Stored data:
========
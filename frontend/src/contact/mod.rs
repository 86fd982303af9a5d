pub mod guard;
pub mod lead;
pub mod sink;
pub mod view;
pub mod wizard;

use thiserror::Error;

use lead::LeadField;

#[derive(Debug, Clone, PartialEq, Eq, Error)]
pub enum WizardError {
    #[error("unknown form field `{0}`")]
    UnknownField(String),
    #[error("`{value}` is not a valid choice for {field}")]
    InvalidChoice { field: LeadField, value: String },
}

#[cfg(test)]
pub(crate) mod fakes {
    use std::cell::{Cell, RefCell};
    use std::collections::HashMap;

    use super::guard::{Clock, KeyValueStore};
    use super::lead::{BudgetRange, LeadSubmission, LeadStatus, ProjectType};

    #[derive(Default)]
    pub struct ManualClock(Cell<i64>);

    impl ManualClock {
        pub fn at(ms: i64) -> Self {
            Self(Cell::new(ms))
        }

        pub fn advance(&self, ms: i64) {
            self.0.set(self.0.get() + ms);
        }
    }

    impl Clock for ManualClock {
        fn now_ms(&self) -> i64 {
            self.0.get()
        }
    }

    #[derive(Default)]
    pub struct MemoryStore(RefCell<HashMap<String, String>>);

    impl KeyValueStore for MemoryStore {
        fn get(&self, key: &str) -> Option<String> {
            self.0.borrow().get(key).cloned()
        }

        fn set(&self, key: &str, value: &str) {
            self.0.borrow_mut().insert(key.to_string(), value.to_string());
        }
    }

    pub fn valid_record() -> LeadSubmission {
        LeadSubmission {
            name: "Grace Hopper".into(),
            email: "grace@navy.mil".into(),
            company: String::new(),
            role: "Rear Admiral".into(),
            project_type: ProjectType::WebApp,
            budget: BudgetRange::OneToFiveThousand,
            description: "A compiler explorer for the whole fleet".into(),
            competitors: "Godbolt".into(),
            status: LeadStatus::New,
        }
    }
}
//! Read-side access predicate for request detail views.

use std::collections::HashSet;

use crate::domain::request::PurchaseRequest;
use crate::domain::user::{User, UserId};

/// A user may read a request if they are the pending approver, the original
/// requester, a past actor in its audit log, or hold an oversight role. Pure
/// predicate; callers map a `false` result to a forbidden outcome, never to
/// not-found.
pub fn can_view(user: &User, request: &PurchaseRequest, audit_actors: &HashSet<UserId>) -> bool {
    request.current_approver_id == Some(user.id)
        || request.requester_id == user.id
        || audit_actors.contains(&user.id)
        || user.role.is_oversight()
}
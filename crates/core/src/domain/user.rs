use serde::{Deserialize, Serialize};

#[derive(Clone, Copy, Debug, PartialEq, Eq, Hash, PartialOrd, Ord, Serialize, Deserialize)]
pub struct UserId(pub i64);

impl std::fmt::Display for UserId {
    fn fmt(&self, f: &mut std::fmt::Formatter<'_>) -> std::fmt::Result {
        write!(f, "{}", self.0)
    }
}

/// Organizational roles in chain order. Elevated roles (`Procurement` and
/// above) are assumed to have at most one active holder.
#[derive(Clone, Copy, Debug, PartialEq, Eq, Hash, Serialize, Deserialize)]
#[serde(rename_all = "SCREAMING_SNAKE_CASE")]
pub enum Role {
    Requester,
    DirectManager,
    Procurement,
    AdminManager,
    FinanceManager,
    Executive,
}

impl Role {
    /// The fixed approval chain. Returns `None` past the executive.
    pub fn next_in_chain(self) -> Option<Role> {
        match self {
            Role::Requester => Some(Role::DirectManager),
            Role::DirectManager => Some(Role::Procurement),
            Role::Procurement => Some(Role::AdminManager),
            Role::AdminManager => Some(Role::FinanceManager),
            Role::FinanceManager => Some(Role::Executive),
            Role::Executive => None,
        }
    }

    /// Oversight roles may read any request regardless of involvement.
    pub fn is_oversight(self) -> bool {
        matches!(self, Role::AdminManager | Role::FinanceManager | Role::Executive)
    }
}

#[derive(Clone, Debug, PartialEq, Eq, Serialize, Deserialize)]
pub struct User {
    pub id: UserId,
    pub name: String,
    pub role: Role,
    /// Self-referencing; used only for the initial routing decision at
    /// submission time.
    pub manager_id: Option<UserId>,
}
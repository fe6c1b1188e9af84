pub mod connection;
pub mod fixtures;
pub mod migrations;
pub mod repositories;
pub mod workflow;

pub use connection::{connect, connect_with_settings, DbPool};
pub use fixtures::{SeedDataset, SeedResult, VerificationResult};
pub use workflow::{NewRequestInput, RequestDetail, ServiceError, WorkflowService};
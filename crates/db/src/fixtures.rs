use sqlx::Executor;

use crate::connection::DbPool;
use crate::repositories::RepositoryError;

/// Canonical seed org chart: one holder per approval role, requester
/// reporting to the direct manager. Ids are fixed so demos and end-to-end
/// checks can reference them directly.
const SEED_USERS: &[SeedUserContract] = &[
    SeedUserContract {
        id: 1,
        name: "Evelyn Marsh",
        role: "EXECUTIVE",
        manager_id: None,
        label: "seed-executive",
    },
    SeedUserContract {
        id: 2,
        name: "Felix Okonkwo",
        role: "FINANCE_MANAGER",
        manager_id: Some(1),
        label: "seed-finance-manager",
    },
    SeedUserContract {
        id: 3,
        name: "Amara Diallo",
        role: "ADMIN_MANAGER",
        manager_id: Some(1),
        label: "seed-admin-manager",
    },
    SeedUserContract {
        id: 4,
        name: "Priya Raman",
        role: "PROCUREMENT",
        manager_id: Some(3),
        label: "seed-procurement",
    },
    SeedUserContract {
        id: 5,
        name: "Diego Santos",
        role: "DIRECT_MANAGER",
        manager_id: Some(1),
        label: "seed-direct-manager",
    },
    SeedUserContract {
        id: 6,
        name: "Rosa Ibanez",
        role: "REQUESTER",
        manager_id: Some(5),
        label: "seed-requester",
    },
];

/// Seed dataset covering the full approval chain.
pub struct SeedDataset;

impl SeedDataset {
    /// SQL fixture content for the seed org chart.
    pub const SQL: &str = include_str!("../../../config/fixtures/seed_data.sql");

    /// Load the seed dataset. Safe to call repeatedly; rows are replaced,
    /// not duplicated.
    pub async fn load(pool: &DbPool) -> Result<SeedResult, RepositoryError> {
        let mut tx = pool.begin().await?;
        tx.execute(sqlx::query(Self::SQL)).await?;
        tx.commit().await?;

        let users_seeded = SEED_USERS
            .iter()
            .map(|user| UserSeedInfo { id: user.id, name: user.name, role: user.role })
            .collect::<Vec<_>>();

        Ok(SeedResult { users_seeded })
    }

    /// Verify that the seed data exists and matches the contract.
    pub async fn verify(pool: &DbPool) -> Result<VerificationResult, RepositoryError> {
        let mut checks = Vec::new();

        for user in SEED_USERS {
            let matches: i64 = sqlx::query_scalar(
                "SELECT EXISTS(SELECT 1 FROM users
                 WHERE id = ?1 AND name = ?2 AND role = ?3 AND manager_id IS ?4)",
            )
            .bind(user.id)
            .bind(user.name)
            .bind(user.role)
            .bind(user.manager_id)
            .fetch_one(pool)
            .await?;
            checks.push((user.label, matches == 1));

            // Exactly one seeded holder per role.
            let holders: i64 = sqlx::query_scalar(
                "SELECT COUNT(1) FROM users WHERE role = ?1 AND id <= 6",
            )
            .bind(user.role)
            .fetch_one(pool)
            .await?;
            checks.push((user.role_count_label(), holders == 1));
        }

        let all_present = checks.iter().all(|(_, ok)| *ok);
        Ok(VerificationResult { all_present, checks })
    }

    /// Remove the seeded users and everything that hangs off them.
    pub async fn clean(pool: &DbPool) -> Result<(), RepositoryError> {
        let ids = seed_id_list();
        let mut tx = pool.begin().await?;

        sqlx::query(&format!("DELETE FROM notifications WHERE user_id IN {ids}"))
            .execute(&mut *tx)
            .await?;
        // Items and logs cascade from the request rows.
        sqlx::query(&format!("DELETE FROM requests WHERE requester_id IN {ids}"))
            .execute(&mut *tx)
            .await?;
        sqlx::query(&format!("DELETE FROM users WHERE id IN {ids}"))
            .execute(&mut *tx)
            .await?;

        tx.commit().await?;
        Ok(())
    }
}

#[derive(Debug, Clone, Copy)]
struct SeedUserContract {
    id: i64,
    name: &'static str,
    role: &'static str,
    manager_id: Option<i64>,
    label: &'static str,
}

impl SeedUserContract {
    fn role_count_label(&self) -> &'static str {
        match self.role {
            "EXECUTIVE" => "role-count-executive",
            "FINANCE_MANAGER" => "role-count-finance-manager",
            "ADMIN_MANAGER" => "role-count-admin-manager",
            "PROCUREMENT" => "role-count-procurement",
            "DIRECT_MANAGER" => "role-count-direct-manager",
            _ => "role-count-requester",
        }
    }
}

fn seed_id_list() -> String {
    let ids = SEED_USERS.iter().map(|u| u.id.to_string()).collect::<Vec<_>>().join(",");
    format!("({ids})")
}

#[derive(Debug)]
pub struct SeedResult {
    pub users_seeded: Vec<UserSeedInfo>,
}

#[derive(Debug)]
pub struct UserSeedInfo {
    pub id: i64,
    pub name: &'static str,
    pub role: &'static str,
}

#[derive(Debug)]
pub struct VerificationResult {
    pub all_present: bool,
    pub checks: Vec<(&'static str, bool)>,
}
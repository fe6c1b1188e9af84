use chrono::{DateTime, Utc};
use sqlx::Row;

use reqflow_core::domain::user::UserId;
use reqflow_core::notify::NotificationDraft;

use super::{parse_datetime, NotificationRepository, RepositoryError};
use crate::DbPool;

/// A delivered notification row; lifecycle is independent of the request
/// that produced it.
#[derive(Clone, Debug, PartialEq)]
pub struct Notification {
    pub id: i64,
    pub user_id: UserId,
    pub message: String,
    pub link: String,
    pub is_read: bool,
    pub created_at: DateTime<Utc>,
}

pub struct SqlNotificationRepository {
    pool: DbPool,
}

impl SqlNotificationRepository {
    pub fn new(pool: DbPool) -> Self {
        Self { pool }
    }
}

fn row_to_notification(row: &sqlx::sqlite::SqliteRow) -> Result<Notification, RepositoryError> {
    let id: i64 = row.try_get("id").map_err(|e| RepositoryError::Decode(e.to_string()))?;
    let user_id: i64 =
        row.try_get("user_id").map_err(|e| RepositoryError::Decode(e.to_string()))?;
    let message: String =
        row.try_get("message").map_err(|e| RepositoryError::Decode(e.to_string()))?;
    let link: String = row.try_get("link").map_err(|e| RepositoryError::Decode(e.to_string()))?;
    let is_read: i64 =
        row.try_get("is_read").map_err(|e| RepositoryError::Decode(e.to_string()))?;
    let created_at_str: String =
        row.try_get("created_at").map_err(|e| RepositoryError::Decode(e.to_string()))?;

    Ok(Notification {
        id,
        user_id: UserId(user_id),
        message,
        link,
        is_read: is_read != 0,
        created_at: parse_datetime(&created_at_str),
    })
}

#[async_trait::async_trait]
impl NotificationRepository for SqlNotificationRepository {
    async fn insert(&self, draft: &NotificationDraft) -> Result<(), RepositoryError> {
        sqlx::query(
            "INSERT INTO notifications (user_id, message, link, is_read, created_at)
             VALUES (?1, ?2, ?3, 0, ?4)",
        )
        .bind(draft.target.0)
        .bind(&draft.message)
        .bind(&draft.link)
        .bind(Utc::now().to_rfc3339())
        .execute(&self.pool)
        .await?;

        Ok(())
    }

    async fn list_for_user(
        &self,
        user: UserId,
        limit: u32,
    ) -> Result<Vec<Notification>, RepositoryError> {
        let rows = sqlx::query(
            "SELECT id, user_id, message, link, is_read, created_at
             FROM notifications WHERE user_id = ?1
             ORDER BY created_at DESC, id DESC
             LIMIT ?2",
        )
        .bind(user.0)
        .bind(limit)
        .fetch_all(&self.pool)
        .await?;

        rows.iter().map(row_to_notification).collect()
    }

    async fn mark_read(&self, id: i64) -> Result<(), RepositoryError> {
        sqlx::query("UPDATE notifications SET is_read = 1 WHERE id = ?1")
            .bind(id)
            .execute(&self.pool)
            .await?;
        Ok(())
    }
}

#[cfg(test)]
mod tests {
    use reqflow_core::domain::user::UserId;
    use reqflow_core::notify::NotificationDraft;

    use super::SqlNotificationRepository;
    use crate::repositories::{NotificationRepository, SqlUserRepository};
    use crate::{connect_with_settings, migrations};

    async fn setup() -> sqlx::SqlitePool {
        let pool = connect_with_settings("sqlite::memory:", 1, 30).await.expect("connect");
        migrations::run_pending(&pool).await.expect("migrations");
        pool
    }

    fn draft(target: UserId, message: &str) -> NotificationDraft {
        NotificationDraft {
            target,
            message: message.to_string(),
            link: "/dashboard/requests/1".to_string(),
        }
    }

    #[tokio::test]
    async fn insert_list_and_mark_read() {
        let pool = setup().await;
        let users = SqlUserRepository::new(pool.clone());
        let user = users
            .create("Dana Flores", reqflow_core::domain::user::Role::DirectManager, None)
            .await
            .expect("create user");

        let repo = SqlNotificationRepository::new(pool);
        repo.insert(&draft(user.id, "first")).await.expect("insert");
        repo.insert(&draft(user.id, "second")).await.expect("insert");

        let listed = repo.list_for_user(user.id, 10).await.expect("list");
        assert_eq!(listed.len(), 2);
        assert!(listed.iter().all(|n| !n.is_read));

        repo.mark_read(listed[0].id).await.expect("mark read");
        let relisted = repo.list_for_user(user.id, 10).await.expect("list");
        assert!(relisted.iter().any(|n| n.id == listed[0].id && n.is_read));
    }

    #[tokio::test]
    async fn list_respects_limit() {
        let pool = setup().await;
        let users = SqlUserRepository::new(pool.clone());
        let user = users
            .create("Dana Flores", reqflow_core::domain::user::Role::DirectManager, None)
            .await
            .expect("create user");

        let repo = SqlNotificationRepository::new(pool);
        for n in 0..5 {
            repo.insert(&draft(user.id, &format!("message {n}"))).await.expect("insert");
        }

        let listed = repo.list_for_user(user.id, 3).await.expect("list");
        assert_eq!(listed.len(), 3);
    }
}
========
Report all lines of the data that include the word "DirectManager".

    DirectManager,
            Role::Requester => Some(Role::DirectManager),
            Role::DirectManager => Some(Role::Procurement),
            .create("Dana Flores", reqflow_core::domain::user::Role::DirectManager, None)
            .create("Dana Flores", reqflow_core::domain::user::Role::DirectManager, None)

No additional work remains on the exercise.